A self-hosted, multi-user AI companion platform for people who take privacy seriously — not as a selling point, but as a minimum requirement.
Most AI chat platforms ask you to hand over your conversations, your prompts, and your trust to a corporate pipeline — in exchange for convenience.
Shared API keys mean your queries sit alongside everyone else's. Privacy policies change. Your data might leave the building, silently.
Lock-in is dressed up as simplicity. That is a trade you should never have to make.
A privacy-first, self-hosted, multi-user AI companion platform. All inference runs on hardware you choose. Deployed in minutes via Docker Compose. GPLv3 throughout — no vendor lock-in, no telemetry, no surprises.
One FastAPI process with strictly enforced module boundaries. Event-driven throughout. Scales simply — no Kubernetes required.

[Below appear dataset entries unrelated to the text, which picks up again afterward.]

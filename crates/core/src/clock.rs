//! Injectable wall clock.
//!
//! The poster stamps `posted_at` and the scheduler computes its next fire
//! time through a [`Clock`], so tests can pin "now" to a known instant.

use crate::types::Timestamp;

pub trait Clock: Send + Sync {
    fn now(&self) -> Timestamp;
}

/// Reads the real system time.
#[derive(Debug, Clone, Copy, Default)]
pub struct SystemClock;

impl Clock for SystemClock {
    fn now(&self) -> Timestamp {
        chrono::Utc::now()
    }
}

/// Always returns the same instant.
#[derive(Debug, Clone, Copy)]
pub struct FixedClock(pub Timestamp);

impl Clock for FixedClock {
    fn now(&self) -> Timestamp {
        self.0
    }
}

Works with self-hosted Ollama, Ollama Cloud, or any compatible endpoint. BYOK is not an optional feature — it is the only mode.
MongoDB with local vector search. Redis Streams for real-time events. No external vector database — everything stays on your machine.
One persistent WebSocket connection per user. No polling, ever. Every state change is an event, replayed on reconnect via Redis Streams.
Each user manages their own LLM connections — named, encrypted, personal. The administrator sees nothing of your API keys. Nobody else's credentials share a namespace with yours.
Keys are encrypted with Fernet symmetric encryption, stored per-user in the database. Multiple providers, multiple models, one clean interface.
Your data. Your credentials. Your inference.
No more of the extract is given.